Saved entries

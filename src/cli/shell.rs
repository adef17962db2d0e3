//! Shell-hook commands: `shell:lookup` and `shell:activate`.
//!
//! Both are consumed by the shell integration, so stdout carries only the
//! wire format (`lookup`) or eval-able shell code (`activate`). A miss or
//! failure is a silent non-zero exit; diagnostics go to stderr only under
//! `--verbose`.

use anyhow::Result;
use clap::Args;
use std::io::Write;
use std::path::PathBuf;
use std::process::ExitCode;

use crate::activate::{ActivateStatus, Activator};
use crate::config;
use crate::installer::BatchOptions;

/// Fast-path environment lookup for the shell hook.
#[derive(Args)]
pub struct LookupCommand {
    /// Directory to look up (typically `$PWD`).
    dir: PathBuf,
}

impl LookupCommand {
    /// Print `<env_bin>|<project_dir>` on a fresh cache hit.
    pub fn execute(self) -> Result<ExitCode> {
        let activator = Activator::new(config::pantry_home()?);
        match activator.lookup(&self.dir) {
            Some(hit) => {
                println!("{}|{}", hit.env_bin.display(), hit.project_dir.display());
                Ok(ExitCode::SUCCESS)
            }
            None => Ok(ExitCode::FAILURE),
        }
    }
}

/// Full activation for the shell hook.
#[derive(Args)]
pub struct ActivateCommand {
    /// Directory to activate (typically `$PWD`).
    dir: PathBuf,
}

impl ActivateCommand {
    /// Emit activation shell code, installing on a cache miss.
    pub async fn execute(self, quiet: bool, no_progress: bool) -> Result<ExitCode> {
        let activator = Activator::new(config::pantry_home()?);
        let options = BatchOptions { quiet, no_progress, ..BatchOptions::default() };

        let mut stdout = std::io::stdout().lock();
        let status = activator.activate(&self.dir, &options, &mut stdout).await?;
        stdout.flush()?;

        match status {
            ActivateStatus::Activated | ActivateStatus::EmptyManifest => Ok(ExitCode::SUCCESS),
            ActivateStatus::NoManifest | ActivateStatus::Failed => Ok(ExitCode::FAILURE),
        }
    }
}
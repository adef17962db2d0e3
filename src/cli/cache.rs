//! The `cache:stats` command.

use anyhow::Result;
use clap::Args;
use std::process::ExitCode;

use crate::cache::PackageCache;
use crate::cli::clean::human_bytes;
use crate::config;

/// Print package cache statistics.
#[derive(Args)]
pub struct StatsCommand {}

impl StatsCommand {
    /// Report package count, byte total, and cache location.
    pub fn execute(self) -> Result<ExitCode> {
        let home = config::pantry_home()?;
        let cache = PackageCache::open(config::package_cache_dir(&home))?;
        let stats = cache.stats();
        println!("packages: {}", stats.total_packages);
        println!("size:     {}", human_bytes(stats.total_bytes));
        println!("location: {}", cache.location().display());
        Ok(ExitCode::SUCCESS)
    }
}
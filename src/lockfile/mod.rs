//! Lockfile management for reproducible environments.
//!
//! The lockfile (`.freezer`) is generated from the manifest during
//! installation and records the exact resolved version of every installed
//! dependency, similar to Cargo's `Cargo.lock`. Where the manifest says
//! `node: "22"`, the lockfile says which `22.x.y` was actually
//! materialized, so a teammate or CI run reproduces the same environment.
//!
//! # Format
//!
//! TOML, insertion-ordered, with a header warning against manual edits:
//!
//! ```toml
//! # Auto-generated lockfile - DO NOT EDIT
//! version = 1
//!
//! [[packages]]
//! name = "node"
//! version = "22.1.0"
//! source = "pkgx"
//! integrity = "sha256:abcdef..."
//!
//! [[packages]]
//! name = "mylib"
//! version = "./vendor/mylib"
//! source = "local"
//! url = "./vendor/mylib"
//! ```
//!
//! Entries appear in manifest order and are uniquely keyed by
//! `<name>@<version>`. Optional fields are omitted rather than written as
//! nulls. Serialization is canonical: two successive writes of an
//! unmutated lockfile produce byte-identical output, and a parse/re-write
//! round trip is byte-stable.
//!
//! # Atomicity
//!
//! [`Lockfile::write`] goes through temp-and-rename so a concurrent reader
//! never observes a partial file.

use serde::{Deserialize, Serialize};
use std::collections::{BTreeMap, HashSet};
use std::fs;
use std::path::Path;

use crate::core::{PantryError, Result};
use crate::models::PackageSource;
use crate::utils::atomic_write;

/// On-disk file name of the lockfile, relative to the project directory.
pub const LOCKFILE_NAME: &str = ".freezer";

/// Header line written before the TOML body.
const HEADER: &str = "# Auto-generated lockfile - DO NOT EDIT\n";

/// One resolved package pinned in the lockfile.
#[derive(Debug, Clone, PartialEq, Eq, Serialize, Deserialize)]
pub struct LockfileEntry {
    /// Package name, declaration prefix stripped.
    pub name: String,
    /// Resolved version (or the literal path token for local deps).
    pub version: String,
    /// Source classification tag.
    pub source: PackageSource,
    /// For local entries: the literal version string from the manifest.
    #[serde(skip_serializing_if = "Option::is_none")]
    pub url: Option<String>,
    /// `sha256:<hex>` of the fetched archive, when one was downloaded.
    #[serde(skip_serializing_if = "Option::is_none")]
    pub integrity: Option<String>,
    /// Pinned transitive dependencies, name → resolved version.
    #[serde(default, skip_serializing_if = "BTreeMap::is_empty")]
    pub dependencies: BTreeMap<String, String>,
}

impl LockfileEntry {
    /// The unique `<name>@<version>` key for this entry.
    #[must_use]
    pub fn key(&self) -> String {
        format!("{}@{}", self.name, self.version)
    }
}

/// Deterministic snapshot of one install batch.
#[derive(Debug, Clone, PartialEq, Eq, Serialize, Deserialize)]
pub struct Lockfile {
    /// Schema version of the lockfile format.
    pub version: u32,
    /// Resolved entries, in manifest order.
    #[serde(default, skip_serializing_if = "Vec::is_empty")]
    pub packages: Vec<LockfileEntry>,
}

impl Lockfile {
    /// Schema version written by this build.
    pub const CURRENT_VERSION: u32 = 1;

    /// Create an empty lockfile with the current schema version.
    #[must_use]
    pub fn new() -> Self {
        Self::init(Self::CURRENT_VERSION)
    }

    /// Create an empty lockfile with an explicit schema version.
    #[must_use]
    pub const fn init(version: u32) -> Self {
        Self { version, packages: Vec::new() }
    }

    /// Append an entry, preserving insertion order.
    ///
    /// Fails with [`PantryError::DuplicateLockfileEntry`] when an entry
    /// with the same `<name>@<version>` key is already present.
    pub fn add_entry(&mut self, entry: LockfileEntry) -> Result<()> {
        let key = entry.key();
        if self.packages.iter().any(|e| e.key() == key) {
            return Err(PantryError::DuplicateLockfileEntry { key });
        }
        self.packages.push(entry);
        Ok(())
    }

    /// Look up an entry by its `<name>@<version>` key.
    #[must_use]
    pub fn get(&self, key: &str) -> Option<&LockfileEntry> {
        self.packages.iter().find(|e| e.key() == key)
    }

    /// Number of pinned entries.
    #[must_use]
    pub fn len(&self) -> usize {
        self.packages.len()
    }

    /// Whether the lockfile pins nothing.
    #[must_use]
    pub fn is_empty(&self) -> bool {
        self.packages.is_empty()
    }

    /// Canonical serialized form: header comment plus TOML body.
    pub fn to_toml_string(&self) -> Result<String> {
        let mut content = String::from(HEADER);
        content.push_str(&toml::to_string(self)?);
        Ok(content)
    }

    /// Write the lockfile atomically (temp file + rename).
    pub fn write(&self, path: &Path) -> Result<()> {
        let content = self.to_toml_string()?;
        atomic_write(path, content.as_bytes())
            .map_err(|e| PantryError::Other { message: e.to_string() })
    }

    /// Load a lockfile from disk.
    ///
    /// A missing or empty file yields an empty lockfile; a newer schema
    /// version or a duplicate key is an error.
    pub fn load(path: &Path) -> Result<Self> {
        if !path.exists() {
            return Ok(Self::new());
        }
        let content = fs::read_to_string(path)?;
        if content.trim().is_empty() {
            return Ok(Self::new());
        }
        let lockfile: Self = toml::from_str(&content)?;

        if lockfile.version > Self::CURRENT_VERSION {
            return Err(PantryError::Other {
                message: format!(
                    "lockfile version {} is newer than supported version {}; update pantry",
                    lockfile.version,
                    Self::CURRENT_VERSION
                ),
            });
        }

        let mut seen = HashSet::new();
        for entry in &lockfile.packages {
            if !seen.insert(entry.key()) {
                return Err(PantryError::DuplicateLockfileEntry { key: entry.key() });
            }
        }
        Ok(lockfile)
    }
}

impl Default for Lockfile {
    fn default() -> Self {
        Self::new()
    }
}
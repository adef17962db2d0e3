//! Environment cache: the shell hook's fast path.
//!
//! Maps a fingerprint of the manifest *path* to the environment that was
//! last materialized for it. Keying by path rather than content is what
//! makes warm activations O(1): the hook never reads the manifest.
//! Correctness is restored by revalidating the stored mtime on every
//! `get`: if the file was edited (or removed) since the entry was written,
//! the entry is evicted instead of served.
//!
//! The table is persisted as JSON at `~/.pantry/cache/envs.cache` via
//! temp-and-rename. Unknown fields are ignored on load and new fields
//! carry serde defaults, so the format stays forward-compatible as
//! optional fields are added.

use chrono::{DateTime, Utc};
use serde::{Deserialize, Serialize};
use std::collections::{BTreeMap, HashMap};
use std::fs;
use std::path::{Path, PathBuf};
use std::sync::Mutex;
use std::time::UNIX_EPOCH;

use crate::core::Result;
use crate::utils::atomic_write;

/// Current persistence format version.
const FORMAT_VERSION: u32 = 1;

/// One cached environment row.
#[derive(Debug, Clone, PartialEq, Eq, Serialize, Deserialize)]
pub struct EnvCacheEntry {
    /// Hex MD5 fingerprint of the manifest path (32 chars).
    pub hash: String,
    /// Absolute path of the manifest this environment was built from.
    pub manifest_path: PathBuf,
    /// Manifest mtime in nanoseconds since the epoch, snapshotted when the
    /// entry was created or last revalidated. A differing on-disk mtime
    /// makes the entry stale.
    pub manifest_mtime: u64,
    /// The environment's `bin/` directory.
    pub path: PathBuf,
    /// Extra environment variables to export on activation.
    #[serde(default, skip_serializing_if = "BTreeMap::is_empty")]
    pub env_vars: BTreeMap<String, String>,
    /// When the environment was first materialized.
    pub created_at: DateTime<Utc>,
    /// When this row was last written.
    #[serde(default = "Utc::now")]
    pub cached_at: DateTime<Utc>,
    /// When the mtime check last passed.
    #[serde(default = "Utc::now")]
    pub last_validated: DateTime<Utc>,
}

impl EnvCacheEntry {
    /// Build an entry for a freshly-materialized environment, snapshotting
    /// the manifest's current mtime. Returns `None` when the manifest has
    /// vanished; an entry without a valid mtime could never be served.
    #[must_use]
    pub fn fresh(hash: &str, manifest_path: &Path, env_bin: &Path) -> Option<Self> {
        let manifest_mtime = mtime_nanos(manifest_path)?;
        let now = Utc::now();
        Some(Self {
            hash: hash.to_string(),
            manifest_path: manifest_path.to_path_buf(),
            manifest_mtime,
            path: env_bin.to_path_buf(),
            env_vars: BTreeMap::new(),
            created_at: now,
            cached_at: now,
            last_validated: now,
        })
    }
}

#[derive(Debug, Default, Serialize, Deserialize)]
struct PersistedTable {
    version: u32,
    #[serde(default)]
    entries: Vec<EnvCacheEntry>,
}

/// Fingerprint-indexed table of known environments.
pub struct EnvCache {
    file: PathBuf,
    entries: Mutex<HashMap<String, EnvCacheEntry>>,
}

impl EnvCache {
    /// Load the cache from its persistence file.
    ///
    /// A missing file yields an empty cache; an unreadable one is treated
    /// as empty with a warning, since the cache is always rebuildable.
    #[must_use]
    pub fn load(file: PathBuf) -> Self {
        let entries = match fs::read(&file) {
            Ok(bytes) => match serde_json::from_slice::<PersistedTable>(&bytes) {
                Ok(table) => {
                    table.entries.into_iter().map(|e| (e.hash.clone(), e)).collect()
                }
                Err(e) => {
                    tracing::warn!("discarding unreadable env cache {}: {e}", file.display());
                    HashMap::new()
                }
            },
            Err(_) => HashMap::new(),
        };
        Self { file, entries: Mutex::new(entries) }
    }

    /// Look up an entry by fingerprint, revalidating manifest mtime.
    ///
    /// Stats the manifest on every call, never skipped. A missing
    /// manifest or a changed mtime evicts the entry; a stale entry is
    /// never returned.
    pub fn get(&self, hash: &str) -> Option<EnvCacheEntry> {
        let mut entries = self.entries.lock().expect("env cache mutex poisoned");
        let (manifest_path, stored_mtime) = {
            let entry = entries.get(hash)?;
            (entry.manifest_path.clone(), entry.manifest_mtime)
        };

        if mtime_nanos(&manifest_path) == Some(stored_mtime) {
            let entry = entries.get_mut(hash)?;
            entry.last_validated = Utc::now();
            Some(entry.clone())
        } else {
            tracing::debug!("env cache entry {hash} stale; evicting");
            entries.remove(hash);
            drop(entries);
            self.persist().ok();
            None
        }
    }

    /// Insert or replace the entry for its fingerprint and persist.
    pub fn put(&self, entry: EnvCacheEntry) -> Result<()> {
        {
            let mut entries = self.entries.lock().expect("env cache mutex poisoned");
            entries.insert(entry.hash.clone(), entry);
        }
        self.persist()
    }

    /// Remove an entry by fingerprint, returning it if present.
    pub fn remove(&self, hash: &str) -> Result<Option<EnvCacheEntry>> {
        let removed = {
            let mut entries = self.entries.lock().expect("env cache mutex poisoned");
            entries.remove(hash)
        };
        if removed.is_some() {
            self.persist()?;
        }
        Ok(removed)
    }

    /// Snapshot all rows, ordered by manifest path for stable listings.
    pub fn entries(&self) -> Vec<EnvCacheEntry> {
        let entries = self.entries.lock().expect("env cache mutex poisoned");
        let mut rows: Vec<_> = entries.values().cloned().collect();
        rows.sort_by(|a, b| a.manifest_path.cmp(&b.manifest_path));
        rows
    }

    /// Drop every entry and persist the empty table.
    pub fn clear(&self) -> Result<()> {
        self.entries.lock().expect("env cache mutex poisoned").clear();
        self.persist()
    }

    /// Write the table to disk via temp-and-rename.
    pub fn persist(&self) -> Result<()> {
        let table = PersistedTable { version: FORMAT_VERSION, entries: self.entries() };
        let bytes = serde_json::to_vec_pretty(&table)?;
        atomic_write(&self.file, &bytes)
            .map_err(|e| crate::core::PantryError::Other { message: e.to_string() })?;
        Ok(())
    }
}

/// Manifest mtime in nanoseconds since the epoch; `None` when the file is
/// missing or the clock predates the epoch.
#[must_use]
pub fn mtime_nanos(path: &Path) -> Option<u64> {
    let modified = fs::metadata(path).ok()?.modified().ok()?;
    let nanos = modified.duration_since(UNIX_EPOCH).ok()?.as_nanos();
    u64::try_from(nanos).ok()
}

What the task asks
Quote the data above from the line containing "filename src/lockfile/mod.rs" to the line containing "writes of an", inclusive, and stop.

Exercise response
filename src/lockfile/mod.rs
//! Lockfile management for reproducible environments.
//!
//! The lockfile (`.freezer`) is generated from the manifest during
//! installation and records the exact resolved version of every installed
//! dependency, similar to Cargo's `Cargo.lock`. Where the manifest says
//! `node: "22"`, the lockfile says which `22.x.y` was actually
//! materialized, so a teammate or CI run reproduces the same environment.
//!
//! # Format
//!
//! TOML, insertion-ordered, with a header warning against manual edits:
//!
//! ```toml
//! # Auto-generated lockfile - DO NOT EDIT
//! version = 1
//!
//! [[packages]]
//! name = "node"
//! version = "22.1.0"
//! source = "pkgx"
//! integrity = "sha256:abcdef..."
//!
//! [[packages]]
//! name = "mylib"
//! version = "./vendor/mylib"
//! source = "local"
//! url = "./vendor/mylib"
//! ```
//!
//! Entries appear in manifest order and are uniquely keyed by
//! `<name>@<version>`. Optional fields are omitted rather than written as
//! nulls. Serialization is canonical: two successive writes of an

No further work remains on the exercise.